In the UK, this sudden curtailment of the normal models of healthcare education resulted in a rapid and fundamental review of the essential and not so essential elements of the curriculum. The custom and practice of programmes, normally so constrained by legislation and regulation, was refocused on the essentials of educational practice.

Now, with many healthcare students back on campus, the question is whether that moment of liberation has passed – or whether it can be built on to improve clinical education and, ultimately, patient care.

Some new ways of working remain in place, but many of us hope the pandemic will allow us to tackle more radical questions around what we do and how we do it. Central to those questions is how to balance the competing priorities of universities and healthcare systems.

For many decades, joining a healthcare profession, such as medicine, dentistry or nursing, involved on-the-job training that led to both knowledge acquisition and socialisation into that profession. But in the 1980s training become embedded in universities as many new healthcare professions emerged alongside increased accountability and standardisation within healthcare training; entry to most of these professions is now highly structured and regulated.

This arguably created an unresolved challenge of competing agendas. Universities are concerned with instilling abstract academic values, such as a passion for pursuing understanding and synthesising complex phenomena. However, healthcare organisations are primarily concerned with equipping individuals for current practice, often characterised by standardised procedures and meeting defined competence measures.

Defensibility, validity and reliability are priorities within universities’ assessment frameworks, but the unit of success is often a series of small reductionist activities that may be devoid of context, authenticity and real-world complexity. In real clinical contexts, by contrast, standardisation is challenged by patient individuality and variability.

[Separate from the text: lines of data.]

//! Ruta Events - Lifecycle Event Dispatcher
//!
//! In-process pub/sub over a closed set of lifecycle events:
//!
//! ```text
//! beforeRefresh → (population / rebuild) → afterRefresh
//!                         │
//!                         ├─ error        (step or handler failure)
//!                         └─ stateChange  (transitions, expiry, invalidation)
//! ```
//!
//! # Key Types
//!
//! - `EventKind`: the closed set of event names
//! - `LifecycleEvent`: the payload delivered to handlers
//! - `EventDispatcher`: the registry, cheap to clone and share
//! - `Subscription`: handle returned by `subscribe`, used to unsubscribe

mod dispatcher;
mod event;

pub use dispatcher::{
    DispatcherStats, EventDispatcher, Handler, HandlerError, HandlerFailure, KindStats,
    PublishReport, Subscription, MAX_ERROR_LOG,
};
pub use event::{EventKind, LifecycleEvent, StateChange};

The pandemic has only heightened this tension as the move online has significantly reduced opportunities to gain clinical experience and seen what placements remain significantly altered in line with providers’ rapidly changing operational conditions.

Regulatory bodies are anxious to understand the impact of reduced or altered clinical training experience, but they appear less concerned about the impact of the online shift on other elements of educational delivery. Universities, by contrast, may not fully appreciate the impact of reduced clinical placements and be more concerned with programme quality assurance, academic standards and student engagement, attainment, well-being and satisfaction.

This is not to say that universities do not care for the clinical experience that students gain, but they understand it less and, as a result, may value it less. Likewise, the regulators undoubtedly value the scholarship of a university education but perhaps less so than the clinical experience – which they regard as irreplaceable.

This a good moment to go back to first principles and ask what all stakeholders hope to achieve, individually and together, in the development of the “professional”. But the first step towards managing the competing agendas and ensuring that they don’t stymie ongoing curricular innovation must surely be to acknowledge that they exist.

With that said, our academic perspective is that the pandemic has clearly demonstrated the attributes of a university education, over and above the training of a practitioner. Without the ability to question, understand and synthesise information, healthcare professionals and educators are unlikely to have been able to so quickly devise and adopt new ways of working.

Future-proofing our healthcare workforce in this way is absolutely essential. So however much clinical experience they have lost in the last 12 months, it is vital that their education and training should remain in universities.

Heidi Bateman is an honorary clinical senior lecturer at Newcastle University’s School of Dental Sciences, where Giles McCracken is professor of restorative dentistry and Janice Ellis is professor of dental education. Jane Stewart is senior lecturer in Newcastle University’s School of Medical Education.